Há ainda os procedimentos cirúrgicos:
- Implante de anéis corneanos intraestromais (anel de Ferrara): indicados para pacientes com casos moderados que não se adaptam ao uso de lentes de contato.
- Transplante de córnea: para casos mais avançados em que o implante de anéis não é possível, seja pelo excesso de curvatura da córnea ou pela perda de transparência da mesma.
'Precisei de transplante'
Com Marcella, os tratamentos —lentes, óculos e anel de Ferrara— não foram suficientes, já que o caso dela era considerado mais avançado. Por isso a jovem entrou na fila do transplante de córnea.
De acordo com dados do CBO (Conselho Brasileiro de Oftalmologia), 20% dos transplantes de córnea realizados no país são decorrentes do ceratocone.
Marcella passou pelo procedimento 1 mês depois, já em 2009. "Era o dia do meu aniversário de 19 anos. Estava acordada durante a cirurgia, então vi tudo. Dá um nervoso", lembra. De 15 em 15 dias, ia ao oftalmologista para o acompanhamento.
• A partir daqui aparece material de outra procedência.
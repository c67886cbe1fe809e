// Copyright 2026 The Agrilink Project
// SPDX-License-Identifier: Apache-2.0

// Stream types: protocol frames and the internal event union the
// reconciliation engine consumes.

use serde_json::Value;

// ---------------------------------------------------------------------------
// Frame representation
// ---------------------------------------------------------------------------

/// One blank-line-delimited unit of the response stream.
#[derive(Debug, Clone, PartialEq, Eq, Default)]
pub struct Frame {
    /// The `event:` name, if the frame carried one.
    pub event: Option<String>,
    /// All `data:` lines joined with `\n`.
    pub data: String,
}

impl Frame {
    pub fn new(event: Option<&str>, data: impl Into<String>) -> Self {
        Self {
            event: event.map(str::to_string),
            data: data.into(),
        }
    }

    /// A frame without an `event:` line.
    pub fn untyped(data: impl Into<String>) -> Self {
        Self::new(None, data)
    }
}

// ---------------------------------------------------------------------------
// Internal events
// ---------------------------------------------------------------------------

/// Normalized orchestrator event. Every frame decodes to exactly one.
#[derive(Debug, Clone, PartialEq)]
pub enum Event {
    /// The orchestrator accepted the exchange.
    Connected,
    /// Ephemeral progress line. `None` when the frame carried no text.
    Status(Option<String>),
    /// Untyped plain text, subject to the sentinel rules.
    PlainStatus(String),
    /// Classification/summary object (agents run, success/error counts).
    Meta(Value),
    /// One agent's answer.
    AgentResult { agent_name: String, response: Value },
    /// The answer text. Finalizes the session.
    FinalResponse(String),
    /// Orchestrator finished the exchange.
    Complete,
    Error(String),
    ProcessingError(String),
    Timeout,
    /// Non-fatal orchestrator warning; status line only.
    Warning(String),
    /// Liveness ping with nothing to show.
    KeepAlive,
    /// Diagnostic text (stack traces). Never shown.
    Trace(String),
    /// Structured payload with no recognizable shape.
    RawStructured(Value),
}

impl Event {
    /// Stable lowercase name, used in logs.
    pub fn name(&self) -> &'static str {
        match self {
            Event::Connected => "connected",
            Event::Status(_) => "status",
            Event::PlainStatus(_) => "plain_status",
            Event::Meta(_) => "meta",
            Event::AgentResult { .. } => "agent_result",
            Event::FinalResponse(_) => "final_response",
            Event::Complete => "complete",
            Event::Error(_) => "error",
            Event::ProcessingError(_) => "processing_error",
            Event::Timeout => "timeout",
            Event::Warning(_) => "warning",
            Event::KeepAlive => "keep_alive",
            Event::Trace(_) => "trace",
            Event::RawStructured(_) => "raw_structured",
        }
    }
}

// ---------------------------------------------------------------------------
// Event kinds recognized by name
// ---------------------------------------------------------------------------

/// Event names the decoder builds typed events for.
#[derive(Debug, Clone, Copy, PartialEq, Eq)]
pub enum EventKind {
    Connected,
    Status,
    Meta,
    AgentResult,
    FinalResponse,
    Complete,
    Error,
    ProcessingError,
    Timeout,
    Warning,
    KeepAlive,
    Trace,
}

impl EventKind {
    /// Look up a frame-level or payload-level event name.
    ///
    /// `progress` is the orchestrator's older name for `status`.
    pub fn from_name(name: &str) -> Option<Self> {
        let kind = match name.trim() {
            "connected" => EventKind::Connected,
            "status" | "progress" => EventKind::Status,
            "meta" => EventKind::Meta,
            "agent_result" => EventKind::AgentResult,
            "final_response" => EventKind::FinalResponse,
            "complete" => EventKind::Complete,
            "error" => EventKind::Error,
            "processing_error" => EventKind::ProcessingError,
            "timeout" => EventKind::Timeout,
            "warning" => EventKind::Warning,
            "keep_alive" => EventKind::KeepAlive,
            "trace" => EventKind::Trace,
            _ => return None,
        };
        Some(kind)
    }
}
// Copyright 2026 The Agrilink Project
// SPDX-License-Identifier: Apache-2.0

use sha2::{Digest, Sha256};

use super::defaults::DEFAULT_ENVIRONMENT;
use super::error::ConfigError;
use super::interpolation::resolve_variables;
use super::raw;
use super::source::ConfigSource;
use super::types::*;

/// Load and validate an agrilink config from the given source.
///
/// Steps:
/// 1. Read raw YAML from source
/// 2. Compute SHA256 config hash
/// 3. Parse YAML into raw deserialization types
/// 4. Resolve variable interpolation in string fields
/// 5. Fill defaults and validate
pub fn load_config(source: &dyn ConfigSource) -> Result<Config, ConfigError> {
    let raw_yaml = source.load()?;
    let config_hash = compute_hash(&raw_yaml);

    let raw: raw::RawConfig = serde_yaml::from_str(&raw_yaml)?;

    if raw.agrilink != "v1" {
        return Err(ConfigError::Validation(format!(
            "unsupported config version \"{}\", expected \"v1\"",
            raw.agrilink
        )));
    }

    let endpoint = resolve_variables(raw.endpoint.trim())?;
    validate_endpoint(&endpoint)?;

    let request = build_request_config(raw.request)?;
    let sentinels = build_sentinels(raw.sentinels)?;
    let messages = build_messages(raw.messages)?;

    Ok(Config {
        version: raw.agrilink,
        endpoint,
        request,
        session: SessionConfig {
            sentinels,
            messages,
        },
        environment: raw
            .environment
            .unwrap_or_else(|| DEFAULT_ENVIRONMENT.to_string()),
        config_hash,
    })
}

pub fn compute_hash(raw_yaml: &str) -> String {
    let mut hasher = Sha256::new();
    hasher.update(raw_yaml.as_bytes());
    let hash = hasher.finalize();
    format!("sha256:{:x}", hash)
}

/// Endpoint rule shared by the file loader and command-line overrides.
pub fn validate_endpoint(endpoint: &str) -> Result<(), ConfigError> {
    if endpoint.is_empty() {
        return Err(ConfigError::Validation("endpoint must not be empty".into()));
    }
    if !(endpoint.starts_with("http://") || endpoint.starts_with("https://")) {
        return Err(ConfigError::Validation(format!(
            "endpoint \"{endpoint}\" must start with http:// or https://"
        )));
    }
    Ok(())
}

fn build_request_config(raw: Option<raw::RawRequestConfig>) -> Result<RequestConfig, ConfigError> {
    let mut request = RequestConfig::default();
    let Some(raw) = raw else {
        return Ok(request);
    };

    if let Some(ms) = raw.connect_timeout_ms {
        if ms == 0 {
            return Err(ConfigError::Validation(
                "request.connect_timeout_ms must be greater than 0".into(),
            ));
        }
        request.connect_timeout_ms = ms;
    }
    if let Some(ms) = raw.idle_timeout_ms {
        if ms == 0 {
            return Err(ConfigError::Validation(
                "request.idle_timeout_ms must be greater than 0".into(),
            ));
        }
        request.idle_timeout_ms = Some(ms);
    }
    Ok(request)
}

fn build_sentinels(raw: Option<raw::RawSentinels>) -> Result<Sentinels, ConfigError> {
    let mut sentinels = Sentinels::default();
    let Some(raw) = raw else {
        return Ok(sentinels);
    };

    if let Some(s) = raw.query_complete {
        sentinels.query_complete = non_empty("sentinels.query_complete", s)?;
    }
    if let Some(s) = raw.processing_announcement {
        sentinels.processing_announcement = non_empty("sentinels.processing_announcement", s)?;
    }
    Ok(sentinels)
}

fn build_messages(raw: Option<raw::RawMessages>) -> Result<DisplayMessages, ConfigError> {
    let mut messages = DisplayMessages::default();
    let Some(raw) = raw else {
        return Ok(messages);
    };

    let fields = [
        (raw.connected, &mut messages.connected),
        (raw.connecting_placeholder, &mut messages.connecting_placeholder),
        (raw.complete, &mut messages.complete),
        (raw.error_prefix, &mut messages.error_prefix),
        (raw.timeout, &mut messages.timeout),
        (raw.agent_working, &mut messages.agent_working),
    ];
    for (value, slot) in fields {
        if let Some(value) = value {
            *slot = resolve_variables(&value)?;
        }
    }
    Ok(messages)
}

fn non_empty(field: &str, value: String) -> Result<String, ConfigError> {
    if value.trim().is_empty() {
        return Err(ConfigError::Validation(format!("{field} must not be empty")));
    }
    Ok(value)
}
Ela teve uma boa recuperação, com um leve incômodo, mas ainda continuava com dificuldade para enxergar de longe (miopia). "O médico explicou que isso poderia acontecer", conta. Por isso, tentou usar a lente de contato mais rígida, que não se adaptou.
Quando tentou o óculos, deu certo. Mas hoje em dia, Marcella não precisa de mais nada para enxergar bem. O único problema é que o olho direito já começou a dar sinais da doença.
"Não está igual ao olho esquerdo. Vamos fazer mais exames para ter certeza e pensar em como evitar a progressão do ceratocone", explica.
De acordo com o oftalmologista, é frequente que os pacientes tenham ceratocone nos dois olhos —com um sempre mais afetado do que o outro. "Raramente os dois olhos sofrem o mesmo impacto. Um deles sempre parece 'normal', mas quando acompanhamos os pacientes, eles acabam desenvolvendo a doença", explica Bisol.
Como funciona o transplante de córnea?
- A técnica mais tradicional remove uma área central da córnea.
- Depois, os médicos substituem a córnea com ceratocone por um enxerto transparente.
- Para a fixação do enxerto são necessários pontos na região, que serão retirados durante o acompanhamento médico.
- Existem outras técnicas mais modernas para realizar o procedimento atualmente.
Cuidando das alergias: coçar os olhos, nem pensar
A jovem de Araruama (RJ) tinha mania de coçar o olho com frequência. "Sou totalmente alérgica. Tenho rinite e, por um período, tratei a asma. Além disso, sou intolerante à lactose. Por isso, desenvolvi o ceratocone de tanto que coçava meu olho", disse.
Mesmo sabendo que não pode, Marcella ainda coça os olhos, mas com muito mais controle. "Não adianta fazer transplante de córnea e continuar com todas as alergias, principalmente a ocular. Agora vou me tratar".
Por isso, o foco de Marcella, agora, é cuidar das alergias. "Nunca tinha procurado um especialista . Talvez se tivesse cuidado anos atrás, não estaria com ceratocone", fala.